I talk a lot about the beautiful trail next to my house. But I feel like I should finally share with you that not every bit of the beautiful trail is exactly...well...beautiful.
Some of it runs beside a sparkling lake and some of it goes under a highway overpass.
Some of it is beautifully shaded by fern bluffs and live oaks and some of it has the sun beating down on you because people can't stop building subdivisions everywhere.
Some of it is sweetly scented by wildflowers and grasses and some of it smells like an animal came upon its unfortunate demise.
Some of it runs along creeks and waterfalls and some of it takes you by a drainage ditch.
Don't get me wrong. It's the best public trail I've ever seen. It's well kept and feels safe and is such a fun, unexpected bit of nature in the city. I use it all the time, because I really do enjoy it.
But even lovely things have some rougher edges.
Today my run training was done largely on my least favorite part of the trail.

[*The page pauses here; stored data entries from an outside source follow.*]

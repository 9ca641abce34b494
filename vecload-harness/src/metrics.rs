use parking_lot::Mutex;
use serde::Serialize;
use std::time::{Duration, Instant};
use tracing::warn;

/// Result of one call against the index. Error detail is not retained.
#[derive(Debug, Clone, Copy, PartialEq)]
pub enum OpOutcome {
    Success { latency: Duration },
    Failure,
}

impl OpOutcome {
    pub fn is_success(&self) -> bool {
        matches!(self, OpOutcome::Success { .. })
    }
}

/// Anything workers can hand an outcome to. `namespace` is `None` for
/// unscoped calls.
pub trait OutcomeSink: Send + Sync {
    fn record_outcome(&self, namespace: Option<&str>, outcome: OpOutcome);
}

#[derive(Default)]
struct State {
    operation_count: u64,
    error_count: u64,
    /// One entry per successful operation, in milliseconds, insertion order (unsorted).
    latencies_ms: Vec<f64>,
    started_at: Option<Instant>,
    stopped_at: Option<Instant>,
}

/// Thread-safe accumulator of operation outcomes for one run.
///
/// Invariant: `operation_count == latencies_ms.len()`. Once [`stop`](Self::stop)
/// has been called the counts are frozen.
#[derive(Default)]
pub struct MetricsCollector {
    state: Mutex<State>,
}

/// Counter snapshot used by the live progress line.
#[derive(Debug, Clone, Copy, Default, PartialEq, Eq)]
pub struct Counts {
    pub operations: u64,
    pub errors: u64,
}

impl Counts {
    pub fn total(&self) -> u64 {
        self.operations + self.errors
    }
}

impl MetricsCollector {
    pub fn new() -> Self {
        Self::default()
    }

    /// Record one outcome. Returns `false` when the collector has already been
    /// stopped and the outcome was discarded.
    pub fn record(&self, latency: Duration, success: bool) -> bool {
        let mut state = self.state.lock();
        if state.stopped_at.is_some() {
            drop(state);
            warn!("outcome recorded after metrics were stopped; discarding");
            return false;
        }
        if success {
            state.operation_count += 1;
            state.latencies_ms.push(latency.as_secs_f64() * 1_000.0);
        } else {
            state.error_count += 1;
        }
        true
    }

    pub fn start(&self) {
        self.state.lock().started_at = Some(Instant::now());
    }

    pub fn stop(&self) {
        let mut state = self.state.lock();
        if state.stopped_at.is_none() {
            state.stopped_at = Some(Instant::now());
        }
    }

    pub fn is_stopped(&self) -> bool {
        self.state.lock().stopped_at.is_some()
    }

    pub fn counts(&self) -> Counts {
        let state = self.state.lock();
        Counts { operations: state.operation_count, errors: state.error_count }
    }

    /// Summarise the current snapshot. Elapsed time runs to `now` while the
    /// collector is still active.
    pub fn summary(&self) -> Summary {
        let state = self.state.lock();
        let elapsed_secs = match state.started_at {
            Some(start) => state
                .stopped_at
                .unwrap_or_else(Instant::now)
                .saturating_duration_since(start)
                .as_secs_f64(),
            None => 0.0,
        };
        let latency = LatencyStats::compute(&state.latencies_ms, state.operation_count, elapsed_secs);
        Summary {
            operations: state.operation_count,
            errors: state.error_count,
            elapsed_secs,
            latency,
        }
    }

    /// Copy of the raw latency samples, in milliseconds.
    pub fn latencies_ms(&self) -> Vec<f64> {
        self.state.lock().latencies_ms.clone()
    }
}

impl OutcomeSink for MetricsCollector {
    fn record_outcome(&self, _namespace: Option<&str>, outcome: OpOutcome) {
        match outcome {
            OpOutcome::Success { latency } => self.record(latency, true),
            OpOutcome::Failure => self.record(Duration::ZERO, false),
        };
    }
}

/// Counts and timing for a finished (or in-flight) run.
#[derive(Debug, Clone, PartialEq, Serialize)]
pub struct Summary {
    pub operations: u64,
    pub errors: u64,
    pub elapsed_secs: f64,
    /// `None` when no operation succeeded.
    #[serde(flatten)]
    pub latency: Option<LatencyStats>,
}

impl Summary {
    pub fn ops_per_sec(&self) -> f64 {
        self.latency.as_ref().map(|l| l.ops_per_sec).unwrap_or(0.0)
    }
}

/// Throughput and latency figures; only present when at least one sample exists.
#[derive(Debug, Clone, PartialEq, Serialize)]
pub struct LatencyStats {
    pub ops_per_sec: f64,
    pub mean_ms: f64,
    pub p50_ms: f64,
    pub p95_ms: f64,
    pub p99_ms: f64,
    pub min_ms: f64,
    pub max_ms: f64,
}

impl LatencyStats {
    pub fn compute(latencies_ms: &[f64], operations: u64, elapsed_secs: f64) -> Option<Self> {
        if latencies_ms.is_empty() {
            return None;
        }
        let mut sorted = latencies_ms.to_vec();
        sorted.sort_unstable_by(f64::total_cmp);
        let ops_per_sec = if elapsed_secs > 0.0 { operations as f64 / elapsed_secs } else { 0.0 };
        Some(Self {
            ops_per_sec,
            mean_ms: mean(&sorted),
            p50_ms: median(&sorted),
            p95_ms: percentile(&sorted, 0.95),
            p99_ms: percentile(&sorted, 0.99),
            min_ms: sorted[0],
            max_ms: sorted[sorted.len() - 1],
        })
    }
}

/// Arithmetic mean. Returns 0 for an empty slice.
pub fn mean(data: &[f64]) -> f64 {
    if data.is_empty() {
        return 0.0;
    }
    data.iter().sum::<f64>() / data.len() as f64
}

/// Middle value of `sorted`, or the mean of the two middle values for an even count.
/// Returns 0 for an empty slice.
pub fn median(sorted: &[f64]) -> f64 {
    let n = sorted.len();
    if n == 0 {
        return 0.0;
    }
    if n % 2 == 1 {
        sorted[n / 2]
    } else {
        (sorted[n / 2 - 1] + sorted[n / 2]) / 2.0
    }
}

/// Return the element of ascending `sorted` at index `floor(p * n)`.
/// This is nearest-rank without interpolation. Returns 0 for an empty slice.
pub fn percentile(sorted: &[f64], p: f64) -> f64 {
    if sorted.is_empty() {
        return 0.0;
    }
    let idx = (p * sorted.len() as f64).floor() as usize;
    sorted[idx.min(sorted.len() - 1)]
}
use async_trait::async_trait;
use serde::de::DeserializeOwned;
use serde::Serialize;
use std::time::Duration;
use vecload_common::{
    DeleteRequest, ErrorResponse, IndexStats, IndexTarget, QueryRequest, QueryResponse, Result,
    UpsertRequest, UpsertResponse, VecLoadError, Vector, VectorIndex, MAX_TOP_K, MAX_UPSERT_BATCH,
};

/// Data-plane API version sent with every request.
pub const API_VERSION: &str = "2024-07";

/// Vector-index client configuration
#[derive(Debug, Clone)]
pub struct ClientConfig {
    pub target: IndexTarget,
    /// Per-request timeout. `None` leaves requests unbounded.
    pub request_timeout: Option<Duration>,
}

impl ClientConfig {
    pub fn new(target: IndexTarget) -> Self {
        Self { target, request_timeout: None }
    }
}

/// Vector-index data-plane client. Cheap to share behind an `Arc`; the
/// underlying connection pool is safe for concurrent use.
pub struct Client {
    pub config: ClientConfig,
    /// Normalised `scheme://host` prefix all request paths are appended to.
    base_url: String,
    http_client: reqwest::Client,
}

impl Client {
    /// Create a new client with the given configuration
    pub fn new(config: ClientConfig) -> Result<Self> {
        let mut builder = reqwest::Client::builder();
        if let Some(timeout) = config.request_timeout {
            builder = builder.timeout(timeout);
        }
        let http_client = builder
            .build()
            .map_err(|e| VecLoadError::InvalidConfig(e.to_string()))?;
        let base_url = normalize_host(&config.target.host)?;
        Ok(Self { config, base_url, http_client })
    }

    /// Build the URL for a data-plane path, e.g. `/query`.
    pub fn build_url(&self, path: &str) -> String {
        format!("{}{}", self.base_url, path)
    }

    async fn post<B, R>(&self, path: &str, body: &B) -> Result<R>
    where
        B: Serialize + ?Sized,
        R: DeserializeOwned,
    {
        let url = self.build_url(path);

        let response = self
            .http_client
            .post(&url)
            .header("Api-Key", &self.config.target.api_key)
            .header("X-Pinecone-API-Version", API_VERSION)
            .json(body)
            .send()
            .await
            .map_err(|e| VecLoadError::NetworkError(e.to_string()))?;

        let status = response.status();
        if !status.is_success() {
            return Err(parse_error_response(status, response).await);
        }

        let bytes = response
            .bytes()
            .await
            .map_err(|e| VecLoadError::NetworkError(e.to_string()))?;

        // Some endpoints answer with an empty body rather than `{}`.
        let bytes: &[u8] = if bytes.iter().all(u8::is_ascii_whitespace) { b"{}" } else { &bytes };

        serde_json::from_slice(bytes).map_err(|e| VecLoadError::InvalidResponse(e.to_string()))
    }
}

#[async_trait]
impl VectorIndex for Client {
    async fn upsert(&self, vectors: &[Vector], namespace: Option<&str>) -> Result<u64> {
        if vectors.is_empty() {
            return Ok(0);
        }
        if vectors.len() > MAX_UPSERT_BATCH {
            return Err(VecLoadError::BatchTooLarge(MAX_UPSERT_BATCH));
        }

        let request = UpsertRequest {
            vectors: vectors.to_vec(),
            namespace: namespace.map(str::to_string),
        };
        let response: UpsertResponse = self.post("/vectors/upsert", &request).await?;
        Ok(response.upserted_count)
    }

    async fn query(&self, vector: &[f32], top_k: u32, namespace: Option<&str>) -> Result<QueryResponse> {
        if top_k == 0 || top_k > MAX_TOP_K {
            return Err(VecLoadError::InvalidTopK(top_k));
        }

        let request = QueryRequest {
            vector: vector.to_vec(),
            top_k,
            namespace: namespace.map(str::to_string),
            include_values: false,
            include_metadata: false,
        };
        self.post("/query", &request).await
    }

    async fn describe_index_stats(&self) -> Result<IndexStats> {
        self.post("/describe_index_stats", &serde_json::json!({})).await
    }

    async fn delete(&self, delete_all: bool, namespace: Option<&str>) -> Result<()> {
        let request = DeleteRequest { delete_all, namespace: namespace.map(str::to_string) };
        let _: serde_json::Value = self.post("/vectors/delete", &request).await?;
        Ok(())
    }
}

/// Turn a configured host into a `scheme://host` prefix. Bare hosts get `https://`.
pub fn normalize_host(host: &str) -> Result<String> {
    let host = host.trim().trim_end_matches('/');
    if host.is_empty() {
        return Err(VecLoadError::InvalidConfig("index host is required".to_string()));
    }
    if host.starts_with("http://") || host.starts_with("https://") {
        Ok(host.to_string())
    } else {
        Ok(format!("https://{}", host))
    }
}

async fn parse_error_response(status: reqwest::StatusCode, response: reqwest::Response) -> VecLoadError {
    let error_msg = response
        .json::<ErrorResponse>()
        .await
        .ok()
        .and_then(ErrorResponse::into_message)
        .unwrap_or_else(|| format!("Server returned status: {}", status));

    VecLoadError::HttpError(status.as_u16(), error_msg)
}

A busier-than-it-should-be country road is largely visible on one side of it. There is almost no shade. (It was absolutely horrible today since we are already pushing triple digits in Texas.) It is the one and only part of the trail where I have to cross through street traffic. There's a large subdivision that leveled off what should have been a beautiful, tree-covered hill. There is always something that smells rotten in this one section where the two-lane road curves a little too quickly. (Poor critters.)
You might be wondering why, if I dislike this part so much, I would choose to run here today---and I am with you, friend. Most of the time I will go out of my way to run on the parts that I find more enjoyable. Too easy.
But the thing about my least favorite part of the trail is that it *just so happens* to be the closest access point to the trail from my house. Therefore, it will be both the very first 1.5 miles and the very last 1.5 miles of my 13.1 mile run. (This is how luck often works out for me, y'all.)
I've found that a lot of things in life work out like that, though.
We will have a drive and a dream, and so much of following that dream will take us through something lovely and good. We will see and experience so many unexpected delights along the way. But, the two roughest parts of that journey will almost always be at the start and the finish.
Starting is hard. I get it. I can almost always tell how a run is going to go after the first mile. Sometimes everything just clicks and I'm able to settle in and just coast for a while. But sometimes I burn too hot out of the gate and I struggle to correct my pacing. Sometimes the run ahead seems too daunting and it makes me hesitant to go all in. Sometimes you know that the good stuff is around the bend, but first you have to go through something all hot and stinky and unpleasant to look at.
And the end...don't even get me started on the end. Some of you are strong finishers so you might not relate, but I can find endings very discouraging. You've heard me talk about grace through perseverance enough that it should not surprise you even a little bit to hear that I finish sloppy. It's a "struggle bus" situation almost every time. Endings are where body parts are numb and almost always aching. There is almost always a hill. It's a hundred degrees at nine o'clock in the morning and there is no shade for the last 1.5 miles, so I'm almost always chaffing somewhere unfortunate. And I'm tired. So very, very tired.
***
This stinkin' Army move has put me at the start and finish line at the same time. We're at the end of our time in Texas. Chaffed by dealing with landlords, aching from dealing with strong kid emotions, feeling like we're at the uphill part of getting everything squared away on time, numb to all of the sweet kiddos' end-of-the-school-year activities (because they still have TWO MORE WEEKS! GAH!) and so very, very tired of waiting for it all to just be complete.
But then, I'm also approaching the starting line of our time in Alaska. I'm worried over whether or not we're prepared enough. Our 4,000 mile trip seems daunting to say the least. I'm anxious to see what the first leg of our road trip says about how we should do the rest of our "pacing." And if I'm being honest, I'm a bit hesitant because I don't know exactly what I'm getting myself into.
But I'm all in--for ALL of it--because I know this journey will lead me somewhere lovely and good. I'm sure there will be stinky parts along the way that are not altogether beautiful. But even so, I'm going in fully anticipating to be delighted. We'll push through the hard stuff so we won't miss out on the beautiful parts. We know that beautiful things can handle some rough edges.
And we also know that those are the kinds of things worth seeing through from beginning to end.
***
Today I trained on my least favorite part of the trail. Do you know why I practice going through the hard stuff, friend?
To teach myself that I can overcome rough edges in pursuit of lovely things.
Cheering you on, whatever leg of the race you're in.